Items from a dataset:
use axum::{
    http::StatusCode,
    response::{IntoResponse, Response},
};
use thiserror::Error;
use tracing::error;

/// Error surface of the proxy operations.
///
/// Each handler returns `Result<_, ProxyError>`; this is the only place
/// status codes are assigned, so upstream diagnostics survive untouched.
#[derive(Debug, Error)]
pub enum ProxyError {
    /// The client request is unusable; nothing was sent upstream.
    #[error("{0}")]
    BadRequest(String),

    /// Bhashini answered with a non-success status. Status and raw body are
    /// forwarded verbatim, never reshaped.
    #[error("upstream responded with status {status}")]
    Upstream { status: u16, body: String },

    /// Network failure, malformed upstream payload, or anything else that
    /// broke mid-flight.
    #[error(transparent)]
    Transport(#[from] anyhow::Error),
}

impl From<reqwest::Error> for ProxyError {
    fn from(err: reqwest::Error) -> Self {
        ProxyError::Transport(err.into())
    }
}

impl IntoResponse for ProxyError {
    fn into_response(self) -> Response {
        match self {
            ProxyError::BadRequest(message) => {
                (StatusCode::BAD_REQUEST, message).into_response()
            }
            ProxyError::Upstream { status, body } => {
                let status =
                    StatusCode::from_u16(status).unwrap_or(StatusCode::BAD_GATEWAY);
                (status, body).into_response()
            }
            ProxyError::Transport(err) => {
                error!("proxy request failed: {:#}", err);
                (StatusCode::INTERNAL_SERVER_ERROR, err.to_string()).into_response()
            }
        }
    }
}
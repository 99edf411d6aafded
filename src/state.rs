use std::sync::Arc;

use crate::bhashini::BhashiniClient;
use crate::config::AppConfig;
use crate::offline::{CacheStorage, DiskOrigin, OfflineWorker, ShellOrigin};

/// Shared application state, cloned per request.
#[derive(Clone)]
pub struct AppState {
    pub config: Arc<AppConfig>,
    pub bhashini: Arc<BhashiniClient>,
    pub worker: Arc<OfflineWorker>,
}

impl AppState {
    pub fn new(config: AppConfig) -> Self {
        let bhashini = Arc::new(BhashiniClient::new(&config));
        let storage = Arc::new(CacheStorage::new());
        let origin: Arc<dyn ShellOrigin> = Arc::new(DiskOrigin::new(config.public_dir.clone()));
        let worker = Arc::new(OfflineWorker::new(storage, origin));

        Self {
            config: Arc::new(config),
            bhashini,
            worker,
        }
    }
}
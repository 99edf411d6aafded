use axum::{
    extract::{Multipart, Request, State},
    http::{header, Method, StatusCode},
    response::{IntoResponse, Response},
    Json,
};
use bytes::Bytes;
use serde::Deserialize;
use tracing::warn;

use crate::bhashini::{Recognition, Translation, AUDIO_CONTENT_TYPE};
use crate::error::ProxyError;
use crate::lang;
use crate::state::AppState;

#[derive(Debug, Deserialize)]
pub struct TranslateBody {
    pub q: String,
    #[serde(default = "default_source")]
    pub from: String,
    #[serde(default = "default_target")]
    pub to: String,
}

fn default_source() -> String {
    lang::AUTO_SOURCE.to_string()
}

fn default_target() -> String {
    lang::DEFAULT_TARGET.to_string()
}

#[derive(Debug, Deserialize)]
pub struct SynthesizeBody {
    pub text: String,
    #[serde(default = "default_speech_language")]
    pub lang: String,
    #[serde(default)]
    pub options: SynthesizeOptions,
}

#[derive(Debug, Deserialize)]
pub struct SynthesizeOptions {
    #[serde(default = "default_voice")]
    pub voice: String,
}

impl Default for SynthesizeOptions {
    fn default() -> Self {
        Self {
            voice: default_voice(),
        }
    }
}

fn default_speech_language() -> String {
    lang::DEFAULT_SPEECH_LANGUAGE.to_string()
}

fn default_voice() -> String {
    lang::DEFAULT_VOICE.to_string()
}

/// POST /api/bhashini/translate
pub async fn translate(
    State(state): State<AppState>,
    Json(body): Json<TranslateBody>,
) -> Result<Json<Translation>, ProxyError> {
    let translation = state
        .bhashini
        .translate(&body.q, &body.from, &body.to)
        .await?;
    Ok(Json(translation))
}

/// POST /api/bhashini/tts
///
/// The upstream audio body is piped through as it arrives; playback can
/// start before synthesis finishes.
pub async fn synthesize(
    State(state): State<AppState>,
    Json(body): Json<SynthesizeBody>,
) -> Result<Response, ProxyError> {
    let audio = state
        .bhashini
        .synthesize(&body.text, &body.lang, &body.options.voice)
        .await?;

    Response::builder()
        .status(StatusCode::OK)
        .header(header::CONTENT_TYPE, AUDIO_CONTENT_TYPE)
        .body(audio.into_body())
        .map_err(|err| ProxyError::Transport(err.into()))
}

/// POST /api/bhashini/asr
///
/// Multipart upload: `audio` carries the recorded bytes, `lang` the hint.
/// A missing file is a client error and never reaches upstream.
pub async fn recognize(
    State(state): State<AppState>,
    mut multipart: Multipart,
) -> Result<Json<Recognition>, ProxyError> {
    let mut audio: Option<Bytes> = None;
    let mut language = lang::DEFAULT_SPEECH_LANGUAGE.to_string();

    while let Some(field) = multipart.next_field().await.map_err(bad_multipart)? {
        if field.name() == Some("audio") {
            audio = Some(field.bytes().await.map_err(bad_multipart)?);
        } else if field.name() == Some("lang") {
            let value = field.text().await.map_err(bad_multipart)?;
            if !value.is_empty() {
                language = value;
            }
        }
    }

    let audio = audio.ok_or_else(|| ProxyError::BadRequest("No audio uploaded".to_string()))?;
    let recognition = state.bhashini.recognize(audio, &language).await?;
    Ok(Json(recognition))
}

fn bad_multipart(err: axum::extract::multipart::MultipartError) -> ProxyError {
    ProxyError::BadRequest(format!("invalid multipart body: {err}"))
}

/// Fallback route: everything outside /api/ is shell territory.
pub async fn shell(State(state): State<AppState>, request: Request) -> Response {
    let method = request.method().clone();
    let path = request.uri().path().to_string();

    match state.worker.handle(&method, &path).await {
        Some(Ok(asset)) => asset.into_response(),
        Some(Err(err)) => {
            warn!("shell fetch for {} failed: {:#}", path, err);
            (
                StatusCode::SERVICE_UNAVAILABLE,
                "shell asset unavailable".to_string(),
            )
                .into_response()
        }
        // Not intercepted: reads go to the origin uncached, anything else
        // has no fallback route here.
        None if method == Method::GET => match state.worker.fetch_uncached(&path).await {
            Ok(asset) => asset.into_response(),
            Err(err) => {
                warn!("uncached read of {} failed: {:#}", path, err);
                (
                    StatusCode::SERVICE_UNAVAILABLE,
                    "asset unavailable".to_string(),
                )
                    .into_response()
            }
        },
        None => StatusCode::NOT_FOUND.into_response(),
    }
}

● Exercise
Look above for the line holding "while let Some(field)", then set down exactly that line and every line after it up to and including the line holding "let method = request.method().clone();", with nothing else.

● Exercise output
    while let Some(field) = multipart.next_field().await.map_err(bad_multipart)? {
        if field.name() == Some("audio") {
            audio = Some(field.bytes().await.map_err(bad_multipart)?);
        } else if field.name() == Some("lang") {
            let value = field.text().await.map_err(bad_multipart)?;
            if !value.is_empty() {
                language = value;
            }
        }
    }

    let audio = audio.ok_or_else(|| ProxyError::BadRequest("No audio uploaded".to_string()))?;
    let recognition = state.bhashini.recognize(audio, &language).await?;
    Ok(Json(recognition))
}

fn bad_multipart(err: axum::extract::multipart::MultipartError) -> ProxyError {
    ProxyError::BadRequest(format!("invalid multipart body: {err}"))
}

/// Fallback route: everything outside /api/ is shell territory.
pub async fn shell(State(state): State<AppState>, request: Request) -> Response {
    let method = request.method().clone();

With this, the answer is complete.